Vào lúc 02:20 2023-07-07, Marc_marc đã viết:
> Le 07.07.23 à 10:57, Minh Nguyen a écrit :
>> Vào lúc 23:48 2023-07-06, Marc_marc đã viết:
>>> you put out a call for comments here
>>> and the next thread says that people on the forum voted,
>>> without a call for a vote on the mailing list.
>>
>> James did post an notice to this list about the vote on the day that 
>> voting started. [1]
> 
> subject "[Imports] Migrating Imports RFC to Community Forum"
> isn't a call to vote, it's a request for comment

In that case, the poll was slightly biased in favor of the mailing list. 
The subject line on the forum read simply, "Imports community 
category?", which is why I didn't notice the poll any sooner.
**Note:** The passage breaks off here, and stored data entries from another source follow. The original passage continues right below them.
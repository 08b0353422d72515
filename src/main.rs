use anyhow::{Context, bail};
use clap::{Parser, Subcommand};
use dotenvy::dotenv;
use std::path::PathBuf;
use std::time::Duration;
use tracing::info;
use tracing_appender::rolling;

use attendance_client::api::ApiClient;
use attendance_client::config::Config;
use attendance_client::controllers::{
    self, LoginController, LoginForm, MarkAttendanceController, ProfileController,
    RegisterController, RegisterForm,
};
use attendance_client::geo::{Coordinates, FileCamera, FixedLocation, Geocoder};
use attendance_client::models::{AttendanceStatus, ReportFilter};
use attendance_client::notify::{ConsoleNavigator, ConsoleNotifier};
use attendance_client::report::ReportQueryController;
use attendance_client::session::SessionStore;

#[derive(Parser)]
#[command(name = "attendance-client", about = "Terminal client for the attendance API")]
struct Cli {
    /// Account email; falls back to ATTEND_EMAIL.
    #[arg(long, global = true)]
    email: Option<String>,
    /// Account password; falls back to ATTEND_PASSWORD.
    #[arg(long, global = true)]
    password: Option<String>,

    #[command(subcommand)]
    command: Command,
}

#[derive(Subcommand)]
enum Command {
    /// Log in and print the session token.
    Login,
    /// Create an account, then log in separately.
    Register {
        #[arg(long)]
        first_name: String,
        #[arg(long)]
        last_name: String,
    },
    /// Mark attendance at the given coordinates, with an optional photo.
    Mark {
        #[arg(long, allow_hyphen_values = true)]
        latitude: f64,
        #[arg(long, allow_hyphen_values = true)]
        longitude: f64,
        /// PRESENT, ABSENT or SICK.
        #[arg(long, default_value = "PRESENT")]
        status: String,
        #[arg(long)]
        photo: Option<PathBuf>,
    },
    /// Show a page of the attendance report.
    Report {
        #[arg(long)]
        start_date: chrono::NaiveDate,
        #[arg(long)]
        end_date: chrono::NaiveDate,
        #[arg(long)]
        timezone: Option<String>,
        #[arg(long)]
        limit: Option<u32>,
        /// Zero-based page index.
        #[arg(long, default_value_t = 0)]
        page: u32,
    },
    /// Show the stored profile.
    Profile,
    /// Update profile fields.
    UpdateProfile {
        #[arg(long)]
        first_name: String,
        #[arg(long)]
        last_name: String,
        #[arg(long)]
        phone: Option<String>,
        #[arg(long)]
        address: Option<String>,
    },
    /// Log in, then immediately log out again (server-side token revocation).
    Logout,
}

fn credentials(cli: &Cli) -> anyhow::Result<(String, String)> {
    let email = cli
        .email
        .clone()
        .or_else(|| std::env::var("ATTEND_EMAIL").ok())
        .context("email required: --email or ATTEND_EMAIL")?;
    let password = cli
        .password
        .clone()
        .or_else(|| std::env::var("ATTEND_PASSWORD").ok())
        .context("password required: --password or ATTEND_PASSWORD")?;
    Ok((email, password))
}

/// Run the login flow and hand back the authenticated session token.
async fn login(cli: &Cli, config: &Config, api: &ApiClient, session: &SessionStore) -> anyhow::Result<String> {
    let (email, password) = credentials(cli)?;

    let notifier = ConsoleNotifier;
    let navigator = ConsoleNavigator;
    let controller = LoginController::new(
        api,
        session,
        &notifier,
        &navigator,
        Duration::from_millis(config.notify_delay_ms),
    );
    controller.submit(&LoginForm { email, password }).await?;

    let token = session.token().context("session missing after login")?;
    Ok(token)
}

fn print_report(api: &ApiClient, report: &ReportQueryController) {
    for record in report.records() {
        let photo = record
            .photo_url
            .as_deref()
            .map(|p| api.photo_display_url(p))
            .unwrap_or_default();
        println!(
            "{}  {:<8} {}  {}",
            record.timestamp, record.status, record.location, photo
        );
    }
    println!(
        "offset={} previous={} next={}",
        report.filter().offset,
        report.has_previous(),
        report.has_next()
    );
}

#[tokio::main]
async fn main() -> anyhow::Result<()> {
    dotenv().ok();

    let cli = Cli::parse();
    let config = Config::from_env();

    // Rolling daily log
    let file_appender = rolling::daily("logs", "app.log");
    let (non_blocking, _guard) = tracing_appender::non_blocking(file_appender);

    tracing_subscriber::fmt()
        .with_writer(non_blocking)
        .with_max_level(tracing::Level::DEBUG)
        .with_ansi(false)
        .with_target(false)
        .with_level(true)
        .init();

    info!("Client starting...");

    let api = ApiClient::new(config.api_base_url.clone());
    let session = SessionStore::new(Duration::from_secs(config.session_ttl_secs));
    let notifier = ConsoleNotifier;
    let navigator = ConsoleNavigator;

    match &cli.command {
        Command::Login => {
            let token = login(&cli, &config, &api, &session).await?;
            println!("{token}");
        }

        Command::Register {
            first_name,
            last_name,
        } => {
            let (email, password) = credentials(&cli)?;
            let controller = RegisterController::new(
                &api,
                &notifier,
                &navigator,
                Duration::from_millis(config.notify_delay_ms),
            );
            controller
                .submit(&RegisterForm {
                    first_name: first_name.clone(),
                    last_name: last_name.clone(),
                    email,
                    password,
                })
                .await?;
        }

        Command::Mark {
            latitude,
            longitude,
            status,
            photo,
        } => {
            let Ok(status) = status.parse::<AttendanceStatus>() else {
                bail!("invalid status {status:?}: expected PRESENT, ABSENT or SICK");
            };

            let token = login(&cli, &config, &api, &session).await?;
            let geocoder = Geocoder::new(config.geocode_url.clone(), config.geocode_app_id.clone());
            let mut controller = MarkAttendanceController::new(&api, &geocoder, &token, &notifier);

            let provider = FixedLocation(Coordinates {
                latitude: *latitude,
                longitude: *longitude,
            });
            controller.resolve_location(&provider).await?;

            if let Some(path) = photo {
                let camera = FileCamera { path: path.clone() };
                controller.capture_photo(&camera).await?;
            }

            let today = chrono::Utc::now().date_naive();
            let mut report = ReportQueryController::new(
                api.clone(),
                &token,
                ReportFilter {
                    start_date: today,
                    end_date: today,
                    timezone: config.report_timezone.clone(),
                    limit: config.report_limit,
                    offset: 0,
                },
            );
            let record = controller.submit(status, &mut report).await?;
            println!("marked: {} at {}", record.status, record.location);
            print_report(&api, &report);
        }

        Command::Report {
            start_date,
            end_date,
            timezone,
            limit,
            page,
        } => {
            let token = login(&cli, &config, &api, &session).await?;
            let limit = limit.unwrap_or(config.report_limit);
            let mut report = ReportQueryController::new(
                api.clone(),
                &token,
                ReportFilter {
                    start_date: *start_date,
                    end_date: *end_date,
                    timezone: timezone.clone().unwrap_or_else(|| config.report_timezone.clone()),
                    limit,
                    offset: 0,
                },
            );
            report.refresh().await?;
            for _ in 0..*page {
                if !report.has_next() {
                    break;
                }
                report.next_page().await?;
            }
            print_report(&api, &report);
        }

        Command::Profile => {
            let token = login(&cli, &config, &api, &session).await?;
            let controller = ProfileController::new(&api, &token, &notifier);
            let form = controller.load().await?;
            println!("{} {}", form.first_name, form.last_name);
            println!("email:   {}", form.email);
            println!("phone:   {}", form.phone.as_deref().unwrap_or("-"));
            println!("address: {}", form.address.as_deref().unwrap_or("-"));
        }

        Command::UpdateProfile {
            first_name,
            last_name,
            phone,
            address,
        } => {
            let token = login(&cli, &config, &api, &session).await?;
            let controller = ProfileController::new(&api, &token, &notifier);
            let mut form = controller.load().await?;
            form.first_name = first_name.clone();
            form.last_name = last_name.clone();
            form.phone = phone.clone().or(form.phone);
            form.address = address.clone().or(form.address);
            controller.submit(&form).await?;
        }

        Command::Logout => {
            login(&cli, &config, &api, &session).await?;
            controllers::logout(&api, &session, &navigator).await;
        }
    }

    Ok(())
}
A bigger factor in turnout would probably be that weeklyOSM normally 
doesn't report on import proposals here or anywhere else, whereas it's 
probably the way that most people find out about feature proposal RfCs 
and polls.

>> As Martin pointed out in an earlier thread [3], you can often get a 
>> more timely, higher-quality response from a regional community's 
>> mailing list or forum category than from a global mailing list or 
>> forum category.
> 
> I hear his opinion, but I don't share it
> the local community is in the best position to know whether importing 
> this data makes sense (quality, freshness, etc.)
> however, the global community is in the best position to ensure that
> the rules are respected (licence, consistent tagging at global level)
> there are plenty of examples of problems, from post offices in France, 
> untranslated building:xx, schools, emergency points in Switzerland,
> tree with postal addr and all imports reverted despite the fact that
> the few local people agreed that "the data licence may be good,
> we're not going to waste time checking that".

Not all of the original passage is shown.